Work request: Search the data for the word "Value". Reproduce every line where it is found.

Collected data entries

• • • • •

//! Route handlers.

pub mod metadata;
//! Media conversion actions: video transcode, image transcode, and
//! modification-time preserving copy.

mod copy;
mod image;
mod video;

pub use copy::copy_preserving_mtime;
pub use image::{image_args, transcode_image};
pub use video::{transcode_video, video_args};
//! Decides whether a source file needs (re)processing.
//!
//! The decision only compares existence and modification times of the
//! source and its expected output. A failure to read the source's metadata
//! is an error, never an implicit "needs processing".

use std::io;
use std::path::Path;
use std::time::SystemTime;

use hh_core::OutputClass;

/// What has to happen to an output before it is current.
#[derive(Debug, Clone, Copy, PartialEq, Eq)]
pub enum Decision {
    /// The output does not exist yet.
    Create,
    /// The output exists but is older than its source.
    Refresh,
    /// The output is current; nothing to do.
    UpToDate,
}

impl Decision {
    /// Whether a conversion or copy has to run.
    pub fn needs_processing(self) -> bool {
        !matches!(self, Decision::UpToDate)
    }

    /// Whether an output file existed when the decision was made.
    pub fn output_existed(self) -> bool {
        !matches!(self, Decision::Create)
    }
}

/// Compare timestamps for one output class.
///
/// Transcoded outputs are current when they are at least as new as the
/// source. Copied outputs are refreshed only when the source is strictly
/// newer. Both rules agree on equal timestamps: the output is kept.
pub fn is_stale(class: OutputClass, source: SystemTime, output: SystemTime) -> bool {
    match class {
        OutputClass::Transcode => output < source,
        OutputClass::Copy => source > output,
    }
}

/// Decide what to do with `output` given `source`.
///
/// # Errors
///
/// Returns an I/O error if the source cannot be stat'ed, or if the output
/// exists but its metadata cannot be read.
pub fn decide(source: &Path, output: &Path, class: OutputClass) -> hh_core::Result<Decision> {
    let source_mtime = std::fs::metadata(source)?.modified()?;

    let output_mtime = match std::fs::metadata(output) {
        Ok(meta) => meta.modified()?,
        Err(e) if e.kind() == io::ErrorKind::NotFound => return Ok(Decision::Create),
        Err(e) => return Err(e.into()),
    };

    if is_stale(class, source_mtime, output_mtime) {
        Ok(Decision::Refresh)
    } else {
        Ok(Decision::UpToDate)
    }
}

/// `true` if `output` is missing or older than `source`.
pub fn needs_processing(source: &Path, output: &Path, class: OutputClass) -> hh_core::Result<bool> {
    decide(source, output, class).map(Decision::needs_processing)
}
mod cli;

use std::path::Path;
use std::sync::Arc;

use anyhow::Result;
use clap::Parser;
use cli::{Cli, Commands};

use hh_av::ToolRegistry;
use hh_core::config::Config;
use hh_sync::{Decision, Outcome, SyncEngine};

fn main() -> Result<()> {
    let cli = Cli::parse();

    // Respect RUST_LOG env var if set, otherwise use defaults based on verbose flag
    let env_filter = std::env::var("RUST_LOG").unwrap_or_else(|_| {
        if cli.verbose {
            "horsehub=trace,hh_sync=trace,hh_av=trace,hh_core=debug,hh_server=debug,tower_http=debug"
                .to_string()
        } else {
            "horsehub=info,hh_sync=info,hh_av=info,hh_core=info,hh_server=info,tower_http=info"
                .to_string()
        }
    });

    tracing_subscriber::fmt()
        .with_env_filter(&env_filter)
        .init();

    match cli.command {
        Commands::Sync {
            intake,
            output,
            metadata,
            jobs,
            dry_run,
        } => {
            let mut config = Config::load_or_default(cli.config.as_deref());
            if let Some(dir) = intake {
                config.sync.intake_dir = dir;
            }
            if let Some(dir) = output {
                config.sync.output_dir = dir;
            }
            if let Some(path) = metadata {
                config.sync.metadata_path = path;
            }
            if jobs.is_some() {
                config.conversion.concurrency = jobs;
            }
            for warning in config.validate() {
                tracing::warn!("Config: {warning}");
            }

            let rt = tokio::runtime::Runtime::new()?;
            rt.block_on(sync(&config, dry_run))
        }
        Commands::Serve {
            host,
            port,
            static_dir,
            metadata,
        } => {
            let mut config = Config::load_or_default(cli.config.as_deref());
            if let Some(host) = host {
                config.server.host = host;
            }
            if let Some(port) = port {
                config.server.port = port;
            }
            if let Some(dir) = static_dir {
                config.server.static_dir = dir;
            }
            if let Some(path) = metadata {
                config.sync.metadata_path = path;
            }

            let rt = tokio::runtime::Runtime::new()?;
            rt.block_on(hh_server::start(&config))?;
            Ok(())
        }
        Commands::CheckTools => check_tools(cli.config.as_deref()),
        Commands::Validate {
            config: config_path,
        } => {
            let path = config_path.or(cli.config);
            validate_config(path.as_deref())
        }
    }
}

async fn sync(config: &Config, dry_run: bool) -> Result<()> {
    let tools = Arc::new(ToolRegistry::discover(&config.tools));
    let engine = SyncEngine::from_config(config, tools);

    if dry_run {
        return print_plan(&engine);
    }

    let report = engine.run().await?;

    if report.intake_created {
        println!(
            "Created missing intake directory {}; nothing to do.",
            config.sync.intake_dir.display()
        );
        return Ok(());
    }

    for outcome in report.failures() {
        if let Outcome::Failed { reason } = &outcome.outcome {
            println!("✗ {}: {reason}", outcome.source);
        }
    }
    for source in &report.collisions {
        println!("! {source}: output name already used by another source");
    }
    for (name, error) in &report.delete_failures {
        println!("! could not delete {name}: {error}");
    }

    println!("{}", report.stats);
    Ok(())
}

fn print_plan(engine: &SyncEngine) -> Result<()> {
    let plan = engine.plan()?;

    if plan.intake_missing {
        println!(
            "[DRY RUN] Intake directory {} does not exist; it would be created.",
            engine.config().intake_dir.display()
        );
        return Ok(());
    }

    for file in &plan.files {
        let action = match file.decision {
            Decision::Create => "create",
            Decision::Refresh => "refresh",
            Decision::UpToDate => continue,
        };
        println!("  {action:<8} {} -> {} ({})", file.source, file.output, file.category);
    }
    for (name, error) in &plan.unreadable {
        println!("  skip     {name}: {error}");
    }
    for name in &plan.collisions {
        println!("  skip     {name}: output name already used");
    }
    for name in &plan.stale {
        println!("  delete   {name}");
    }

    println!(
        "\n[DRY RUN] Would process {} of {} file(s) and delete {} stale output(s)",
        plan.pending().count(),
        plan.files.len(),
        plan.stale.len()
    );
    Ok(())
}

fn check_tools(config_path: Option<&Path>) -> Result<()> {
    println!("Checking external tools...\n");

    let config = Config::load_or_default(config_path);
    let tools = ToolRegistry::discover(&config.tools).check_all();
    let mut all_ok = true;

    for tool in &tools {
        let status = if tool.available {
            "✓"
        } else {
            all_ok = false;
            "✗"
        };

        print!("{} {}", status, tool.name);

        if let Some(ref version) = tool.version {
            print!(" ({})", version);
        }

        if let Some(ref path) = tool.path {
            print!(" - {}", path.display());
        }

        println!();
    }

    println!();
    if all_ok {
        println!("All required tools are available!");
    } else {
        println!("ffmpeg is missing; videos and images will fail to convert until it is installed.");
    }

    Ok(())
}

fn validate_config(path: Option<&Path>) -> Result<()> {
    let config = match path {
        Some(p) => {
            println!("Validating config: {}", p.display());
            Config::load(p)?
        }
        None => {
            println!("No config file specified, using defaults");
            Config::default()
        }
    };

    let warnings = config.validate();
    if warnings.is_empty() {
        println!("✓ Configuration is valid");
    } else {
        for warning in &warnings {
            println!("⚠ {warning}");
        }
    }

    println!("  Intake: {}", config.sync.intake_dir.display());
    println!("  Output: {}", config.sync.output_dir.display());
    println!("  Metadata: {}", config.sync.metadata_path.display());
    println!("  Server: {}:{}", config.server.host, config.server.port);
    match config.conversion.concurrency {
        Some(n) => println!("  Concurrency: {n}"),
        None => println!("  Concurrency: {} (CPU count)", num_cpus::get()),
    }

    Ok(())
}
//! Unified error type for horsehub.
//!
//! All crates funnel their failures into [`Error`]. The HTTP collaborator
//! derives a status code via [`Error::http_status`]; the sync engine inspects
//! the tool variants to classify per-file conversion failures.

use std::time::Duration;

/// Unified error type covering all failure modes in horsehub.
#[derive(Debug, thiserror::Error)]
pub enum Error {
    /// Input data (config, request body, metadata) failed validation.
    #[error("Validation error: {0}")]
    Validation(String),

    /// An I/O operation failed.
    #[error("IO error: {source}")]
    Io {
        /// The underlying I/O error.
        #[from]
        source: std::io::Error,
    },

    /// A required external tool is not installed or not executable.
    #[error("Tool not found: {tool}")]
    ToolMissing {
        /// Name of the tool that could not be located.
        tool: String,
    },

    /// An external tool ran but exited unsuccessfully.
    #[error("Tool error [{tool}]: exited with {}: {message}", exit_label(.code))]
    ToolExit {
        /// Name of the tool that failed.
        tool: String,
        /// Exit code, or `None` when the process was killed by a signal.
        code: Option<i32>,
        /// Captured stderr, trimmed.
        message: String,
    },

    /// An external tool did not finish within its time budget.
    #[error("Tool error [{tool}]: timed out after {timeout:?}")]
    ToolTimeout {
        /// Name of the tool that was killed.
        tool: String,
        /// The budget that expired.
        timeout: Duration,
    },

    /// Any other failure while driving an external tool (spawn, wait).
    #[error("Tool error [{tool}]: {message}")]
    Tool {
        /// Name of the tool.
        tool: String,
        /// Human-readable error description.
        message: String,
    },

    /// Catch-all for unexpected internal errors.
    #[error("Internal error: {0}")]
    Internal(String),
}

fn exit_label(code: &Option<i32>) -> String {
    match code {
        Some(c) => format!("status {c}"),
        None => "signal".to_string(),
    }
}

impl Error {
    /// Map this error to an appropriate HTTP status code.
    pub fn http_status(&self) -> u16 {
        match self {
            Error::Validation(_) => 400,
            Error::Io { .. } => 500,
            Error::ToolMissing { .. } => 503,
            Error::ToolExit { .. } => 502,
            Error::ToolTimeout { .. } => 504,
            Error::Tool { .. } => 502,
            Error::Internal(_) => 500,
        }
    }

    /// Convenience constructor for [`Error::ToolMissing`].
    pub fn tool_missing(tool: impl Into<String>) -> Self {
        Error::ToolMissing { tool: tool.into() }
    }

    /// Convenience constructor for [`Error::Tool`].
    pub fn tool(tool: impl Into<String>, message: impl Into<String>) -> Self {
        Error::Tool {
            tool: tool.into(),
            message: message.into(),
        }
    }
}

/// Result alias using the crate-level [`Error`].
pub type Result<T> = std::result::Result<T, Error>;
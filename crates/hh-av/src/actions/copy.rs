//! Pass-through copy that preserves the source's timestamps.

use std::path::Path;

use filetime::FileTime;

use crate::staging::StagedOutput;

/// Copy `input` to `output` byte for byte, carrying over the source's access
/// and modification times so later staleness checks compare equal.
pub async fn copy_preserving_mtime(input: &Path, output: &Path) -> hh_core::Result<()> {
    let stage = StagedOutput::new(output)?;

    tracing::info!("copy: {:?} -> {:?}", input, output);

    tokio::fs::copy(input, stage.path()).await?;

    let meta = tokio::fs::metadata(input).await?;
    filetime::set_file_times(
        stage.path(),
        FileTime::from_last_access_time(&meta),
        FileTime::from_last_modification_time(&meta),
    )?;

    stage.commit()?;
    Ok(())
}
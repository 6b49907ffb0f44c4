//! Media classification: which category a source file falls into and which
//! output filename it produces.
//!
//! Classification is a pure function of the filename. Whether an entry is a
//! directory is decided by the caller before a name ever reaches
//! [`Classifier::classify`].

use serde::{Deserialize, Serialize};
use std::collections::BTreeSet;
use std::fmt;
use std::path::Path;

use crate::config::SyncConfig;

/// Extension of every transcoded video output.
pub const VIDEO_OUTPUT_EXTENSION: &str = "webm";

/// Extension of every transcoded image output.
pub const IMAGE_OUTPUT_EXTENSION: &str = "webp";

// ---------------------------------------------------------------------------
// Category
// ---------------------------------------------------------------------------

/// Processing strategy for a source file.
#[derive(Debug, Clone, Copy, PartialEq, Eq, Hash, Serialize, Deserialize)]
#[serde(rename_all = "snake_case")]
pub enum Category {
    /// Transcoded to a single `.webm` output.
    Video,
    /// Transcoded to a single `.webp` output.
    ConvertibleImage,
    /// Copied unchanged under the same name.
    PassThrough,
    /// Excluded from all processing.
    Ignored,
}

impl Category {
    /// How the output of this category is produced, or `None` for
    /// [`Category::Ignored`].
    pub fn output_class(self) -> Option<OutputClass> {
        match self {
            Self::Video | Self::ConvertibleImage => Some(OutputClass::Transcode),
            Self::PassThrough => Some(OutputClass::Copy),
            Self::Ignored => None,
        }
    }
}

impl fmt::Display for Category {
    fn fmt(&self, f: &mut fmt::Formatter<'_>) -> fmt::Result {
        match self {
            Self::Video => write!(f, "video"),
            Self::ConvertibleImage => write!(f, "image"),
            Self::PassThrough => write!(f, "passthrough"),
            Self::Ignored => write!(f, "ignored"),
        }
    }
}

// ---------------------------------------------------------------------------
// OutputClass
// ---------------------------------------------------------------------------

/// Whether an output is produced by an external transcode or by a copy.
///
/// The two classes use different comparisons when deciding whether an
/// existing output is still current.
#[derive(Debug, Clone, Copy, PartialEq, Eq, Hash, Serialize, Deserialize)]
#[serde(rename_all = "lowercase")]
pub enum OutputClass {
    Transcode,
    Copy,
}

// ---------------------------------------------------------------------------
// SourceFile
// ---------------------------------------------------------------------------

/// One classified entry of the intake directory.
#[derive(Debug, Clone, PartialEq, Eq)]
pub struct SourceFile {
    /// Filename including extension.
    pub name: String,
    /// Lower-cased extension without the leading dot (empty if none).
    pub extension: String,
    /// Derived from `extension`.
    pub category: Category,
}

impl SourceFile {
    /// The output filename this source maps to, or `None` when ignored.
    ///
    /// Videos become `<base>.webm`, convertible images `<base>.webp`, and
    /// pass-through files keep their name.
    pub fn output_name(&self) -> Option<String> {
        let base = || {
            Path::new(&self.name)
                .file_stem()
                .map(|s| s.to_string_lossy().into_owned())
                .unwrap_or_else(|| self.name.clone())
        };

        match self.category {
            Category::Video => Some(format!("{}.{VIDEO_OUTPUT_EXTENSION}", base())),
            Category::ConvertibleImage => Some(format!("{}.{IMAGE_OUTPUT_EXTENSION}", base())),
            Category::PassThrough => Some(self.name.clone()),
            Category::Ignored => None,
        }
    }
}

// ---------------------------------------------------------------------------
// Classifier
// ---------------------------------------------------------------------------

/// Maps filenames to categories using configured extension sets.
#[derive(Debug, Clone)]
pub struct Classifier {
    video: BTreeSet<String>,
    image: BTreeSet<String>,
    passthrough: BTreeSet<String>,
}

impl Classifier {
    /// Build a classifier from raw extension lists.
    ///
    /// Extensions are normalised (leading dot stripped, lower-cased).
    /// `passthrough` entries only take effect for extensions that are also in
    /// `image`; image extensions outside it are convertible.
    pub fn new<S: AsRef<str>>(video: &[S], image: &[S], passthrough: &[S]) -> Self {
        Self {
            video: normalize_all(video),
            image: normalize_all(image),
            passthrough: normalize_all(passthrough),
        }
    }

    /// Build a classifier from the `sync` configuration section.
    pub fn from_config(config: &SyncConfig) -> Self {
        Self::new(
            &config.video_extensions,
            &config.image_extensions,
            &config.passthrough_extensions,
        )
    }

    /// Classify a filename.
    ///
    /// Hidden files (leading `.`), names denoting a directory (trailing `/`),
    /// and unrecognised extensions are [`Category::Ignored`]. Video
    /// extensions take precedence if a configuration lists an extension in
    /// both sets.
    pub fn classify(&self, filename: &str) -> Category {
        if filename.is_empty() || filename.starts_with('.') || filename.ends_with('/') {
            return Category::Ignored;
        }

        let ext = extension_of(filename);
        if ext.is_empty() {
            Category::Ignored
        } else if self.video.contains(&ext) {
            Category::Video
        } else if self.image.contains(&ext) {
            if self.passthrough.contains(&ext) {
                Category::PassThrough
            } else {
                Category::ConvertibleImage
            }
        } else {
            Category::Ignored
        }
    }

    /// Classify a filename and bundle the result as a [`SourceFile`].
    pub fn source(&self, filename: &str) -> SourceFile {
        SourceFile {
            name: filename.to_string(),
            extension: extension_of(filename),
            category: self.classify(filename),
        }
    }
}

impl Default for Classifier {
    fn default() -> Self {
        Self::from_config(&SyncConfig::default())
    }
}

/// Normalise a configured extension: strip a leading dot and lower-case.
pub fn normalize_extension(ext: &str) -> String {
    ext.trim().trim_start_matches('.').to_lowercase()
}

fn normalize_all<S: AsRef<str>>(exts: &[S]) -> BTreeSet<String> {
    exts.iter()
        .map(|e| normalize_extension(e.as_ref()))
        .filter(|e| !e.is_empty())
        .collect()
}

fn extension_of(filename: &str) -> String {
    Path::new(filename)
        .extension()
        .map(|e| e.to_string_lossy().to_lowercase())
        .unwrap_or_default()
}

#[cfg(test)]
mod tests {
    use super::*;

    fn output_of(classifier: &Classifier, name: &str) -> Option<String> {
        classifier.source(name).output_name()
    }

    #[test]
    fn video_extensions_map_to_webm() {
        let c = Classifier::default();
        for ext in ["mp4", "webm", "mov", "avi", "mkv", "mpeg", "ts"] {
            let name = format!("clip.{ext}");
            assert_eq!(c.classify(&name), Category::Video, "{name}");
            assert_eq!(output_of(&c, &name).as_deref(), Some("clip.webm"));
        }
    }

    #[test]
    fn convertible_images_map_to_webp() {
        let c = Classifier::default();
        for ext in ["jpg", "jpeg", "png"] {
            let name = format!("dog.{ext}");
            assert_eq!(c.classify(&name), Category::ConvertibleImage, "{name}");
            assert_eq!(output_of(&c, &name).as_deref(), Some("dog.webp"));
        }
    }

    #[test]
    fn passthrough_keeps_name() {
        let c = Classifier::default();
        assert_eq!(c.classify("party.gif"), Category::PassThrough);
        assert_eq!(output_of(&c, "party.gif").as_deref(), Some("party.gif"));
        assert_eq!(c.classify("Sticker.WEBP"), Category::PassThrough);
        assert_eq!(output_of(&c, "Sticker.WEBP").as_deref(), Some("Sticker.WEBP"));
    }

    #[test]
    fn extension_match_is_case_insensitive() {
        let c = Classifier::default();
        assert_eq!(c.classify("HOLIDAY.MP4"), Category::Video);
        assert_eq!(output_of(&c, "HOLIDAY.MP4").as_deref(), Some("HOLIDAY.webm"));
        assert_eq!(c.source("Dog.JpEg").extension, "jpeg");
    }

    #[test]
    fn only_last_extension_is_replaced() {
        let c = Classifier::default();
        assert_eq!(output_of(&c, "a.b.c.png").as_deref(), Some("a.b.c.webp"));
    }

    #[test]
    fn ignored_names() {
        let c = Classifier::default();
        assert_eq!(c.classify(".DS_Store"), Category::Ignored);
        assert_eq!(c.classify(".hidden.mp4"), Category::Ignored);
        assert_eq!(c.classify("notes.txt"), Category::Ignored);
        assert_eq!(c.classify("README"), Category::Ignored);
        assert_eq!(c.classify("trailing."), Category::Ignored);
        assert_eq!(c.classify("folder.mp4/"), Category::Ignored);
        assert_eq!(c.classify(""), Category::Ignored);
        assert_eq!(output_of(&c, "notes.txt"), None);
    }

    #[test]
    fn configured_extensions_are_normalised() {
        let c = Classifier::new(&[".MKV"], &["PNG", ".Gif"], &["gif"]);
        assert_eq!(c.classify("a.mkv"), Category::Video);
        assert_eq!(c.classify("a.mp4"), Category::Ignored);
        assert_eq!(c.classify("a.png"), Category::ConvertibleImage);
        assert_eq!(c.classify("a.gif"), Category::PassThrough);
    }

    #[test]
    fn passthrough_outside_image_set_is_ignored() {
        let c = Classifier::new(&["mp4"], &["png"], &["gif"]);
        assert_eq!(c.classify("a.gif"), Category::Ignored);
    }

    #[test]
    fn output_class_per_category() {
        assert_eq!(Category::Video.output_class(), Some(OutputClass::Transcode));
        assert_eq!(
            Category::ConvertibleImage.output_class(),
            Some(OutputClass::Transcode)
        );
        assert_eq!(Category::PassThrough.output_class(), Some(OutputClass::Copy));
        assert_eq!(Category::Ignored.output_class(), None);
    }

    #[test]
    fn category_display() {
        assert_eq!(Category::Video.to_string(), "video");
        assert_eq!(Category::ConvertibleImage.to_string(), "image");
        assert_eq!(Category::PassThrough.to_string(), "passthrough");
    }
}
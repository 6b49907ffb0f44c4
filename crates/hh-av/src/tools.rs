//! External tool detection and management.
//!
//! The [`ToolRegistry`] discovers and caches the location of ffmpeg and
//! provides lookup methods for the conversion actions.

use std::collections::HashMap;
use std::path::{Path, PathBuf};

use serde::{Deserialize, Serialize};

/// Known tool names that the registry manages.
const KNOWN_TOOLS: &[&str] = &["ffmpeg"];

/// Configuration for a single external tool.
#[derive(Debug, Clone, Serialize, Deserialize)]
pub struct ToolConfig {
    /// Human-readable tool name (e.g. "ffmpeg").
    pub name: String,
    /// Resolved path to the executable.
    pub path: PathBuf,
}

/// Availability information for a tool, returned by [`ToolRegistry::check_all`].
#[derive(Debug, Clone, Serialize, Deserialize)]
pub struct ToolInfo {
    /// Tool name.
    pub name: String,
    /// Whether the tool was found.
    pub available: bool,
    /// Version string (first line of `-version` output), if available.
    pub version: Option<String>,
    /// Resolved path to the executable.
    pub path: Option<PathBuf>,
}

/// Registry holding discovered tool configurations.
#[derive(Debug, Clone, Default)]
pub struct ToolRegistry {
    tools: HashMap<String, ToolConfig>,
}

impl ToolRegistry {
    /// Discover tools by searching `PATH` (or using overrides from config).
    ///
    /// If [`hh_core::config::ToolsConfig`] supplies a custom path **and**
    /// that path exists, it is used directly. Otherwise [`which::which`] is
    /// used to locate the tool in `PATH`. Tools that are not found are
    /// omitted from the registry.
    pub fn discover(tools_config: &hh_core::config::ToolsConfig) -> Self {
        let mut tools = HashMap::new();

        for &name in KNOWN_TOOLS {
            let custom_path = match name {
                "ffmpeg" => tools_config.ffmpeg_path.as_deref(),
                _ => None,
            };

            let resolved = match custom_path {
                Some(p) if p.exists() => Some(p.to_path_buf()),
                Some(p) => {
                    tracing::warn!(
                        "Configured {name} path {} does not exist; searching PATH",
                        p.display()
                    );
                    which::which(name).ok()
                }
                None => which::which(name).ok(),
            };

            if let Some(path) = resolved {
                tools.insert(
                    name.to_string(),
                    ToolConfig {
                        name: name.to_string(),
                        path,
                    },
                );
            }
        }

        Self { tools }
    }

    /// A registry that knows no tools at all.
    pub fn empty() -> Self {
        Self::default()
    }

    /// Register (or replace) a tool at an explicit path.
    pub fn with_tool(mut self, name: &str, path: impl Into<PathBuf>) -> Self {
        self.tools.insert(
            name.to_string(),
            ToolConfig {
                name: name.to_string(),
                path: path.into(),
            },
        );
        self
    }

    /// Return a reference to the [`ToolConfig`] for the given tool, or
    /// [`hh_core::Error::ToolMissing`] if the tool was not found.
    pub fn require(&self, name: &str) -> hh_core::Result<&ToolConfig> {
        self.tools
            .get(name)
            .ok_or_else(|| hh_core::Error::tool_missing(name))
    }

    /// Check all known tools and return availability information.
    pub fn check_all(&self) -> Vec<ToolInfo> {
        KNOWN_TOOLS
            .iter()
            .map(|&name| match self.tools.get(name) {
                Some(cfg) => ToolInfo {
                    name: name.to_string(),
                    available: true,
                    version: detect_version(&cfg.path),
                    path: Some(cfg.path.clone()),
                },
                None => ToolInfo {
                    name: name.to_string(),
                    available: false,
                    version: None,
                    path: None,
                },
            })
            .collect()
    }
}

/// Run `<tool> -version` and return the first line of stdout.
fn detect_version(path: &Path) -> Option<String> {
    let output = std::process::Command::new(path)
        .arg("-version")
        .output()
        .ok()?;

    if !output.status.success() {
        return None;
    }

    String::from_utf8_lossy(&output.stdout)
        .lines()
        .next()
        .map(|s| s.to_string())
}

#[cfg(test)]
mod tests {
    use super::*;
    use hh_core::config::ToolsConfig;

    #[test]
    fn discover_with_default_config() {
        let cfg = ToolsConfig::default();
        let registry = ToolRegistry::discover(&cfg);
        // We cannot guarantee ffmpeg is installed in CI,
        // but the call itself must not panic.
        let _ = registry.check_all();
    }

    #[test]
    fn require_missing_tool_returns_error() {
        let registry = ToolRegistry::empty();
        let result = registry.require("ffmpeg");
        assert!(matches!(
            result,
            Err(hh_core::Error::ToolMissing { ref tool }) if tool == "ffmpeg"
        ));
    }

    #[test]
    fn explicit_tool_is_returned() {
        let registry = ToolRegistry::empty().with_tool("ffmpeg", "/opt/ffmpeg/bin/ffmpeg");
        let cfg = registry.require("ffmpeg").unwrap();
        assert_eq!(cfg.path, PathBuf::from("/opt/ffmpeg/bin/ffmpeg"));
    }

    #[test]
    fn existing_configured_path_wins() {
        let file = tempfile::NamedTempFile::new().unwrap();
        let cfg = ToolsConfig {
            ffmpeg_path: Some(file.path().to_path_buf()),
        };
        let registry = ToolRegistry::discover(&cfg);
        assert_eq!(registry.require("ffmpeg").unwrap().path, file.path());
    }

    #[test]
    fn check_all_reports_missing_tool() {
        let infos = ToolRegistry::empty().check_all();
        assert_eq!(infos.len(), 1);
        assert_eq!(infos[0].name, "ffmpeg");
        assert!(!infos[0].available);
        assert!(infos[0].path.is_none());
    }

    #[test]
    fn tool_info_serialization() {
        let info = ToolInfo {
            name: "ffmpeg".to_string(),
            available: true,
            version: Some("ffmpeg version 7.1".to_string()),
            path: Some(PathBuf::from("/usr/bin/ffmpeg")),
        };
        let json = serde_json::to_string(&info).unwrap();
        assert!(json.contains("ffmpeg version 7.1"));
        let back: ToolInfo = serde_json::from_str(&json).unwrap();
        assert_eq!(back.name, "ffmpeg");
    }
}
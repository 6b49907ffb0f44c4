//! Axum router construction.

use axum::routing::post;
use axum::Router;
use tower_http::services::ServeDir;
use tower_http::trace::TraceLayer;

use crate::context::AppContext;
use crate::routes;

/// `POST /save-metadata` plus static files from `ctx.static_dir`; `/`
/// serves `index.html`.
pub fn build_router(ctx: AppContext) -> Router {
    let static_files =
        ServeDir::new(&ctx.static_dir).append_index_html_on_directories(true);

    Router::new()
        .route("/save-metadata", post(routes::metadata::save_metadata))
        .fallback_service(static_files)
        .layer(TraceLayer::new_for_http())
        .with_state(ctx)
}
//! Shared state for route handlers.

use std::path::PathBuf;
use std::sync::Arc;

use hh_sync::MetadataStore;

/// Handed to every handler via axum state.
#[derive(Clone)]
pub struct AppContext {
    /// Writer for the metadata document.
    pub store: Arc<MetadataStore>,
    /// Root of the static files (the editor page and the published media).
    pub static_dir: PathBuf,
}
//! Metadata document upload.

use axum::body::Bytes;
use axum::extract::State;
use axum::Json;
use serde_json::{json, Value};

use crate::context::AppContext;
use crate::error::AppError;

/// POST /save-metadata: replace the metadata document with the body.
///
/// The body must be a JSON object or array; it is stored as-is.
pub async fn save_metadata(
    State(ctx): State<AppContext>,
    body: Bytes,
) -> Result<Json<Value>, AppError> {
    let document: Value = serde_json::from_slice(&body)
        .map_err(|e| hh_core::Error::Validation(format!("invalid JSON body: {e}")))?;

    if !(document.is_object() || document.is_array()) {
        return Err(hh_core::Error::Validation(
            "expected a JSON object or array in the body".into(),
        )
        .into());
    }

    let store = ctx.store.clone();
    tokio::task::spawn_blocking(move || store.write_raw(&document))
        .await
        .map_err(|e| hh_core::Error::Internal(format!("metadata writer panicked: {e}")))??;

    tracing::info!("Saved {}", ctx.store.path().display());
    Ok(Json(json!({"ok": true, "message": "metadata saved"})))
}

• • • • •

Solution to this problem:
use serde_json::{json, Value};
) -> Result<Json<Value>, AppError> {
    let document: Value = serde_json::from_slice(&body)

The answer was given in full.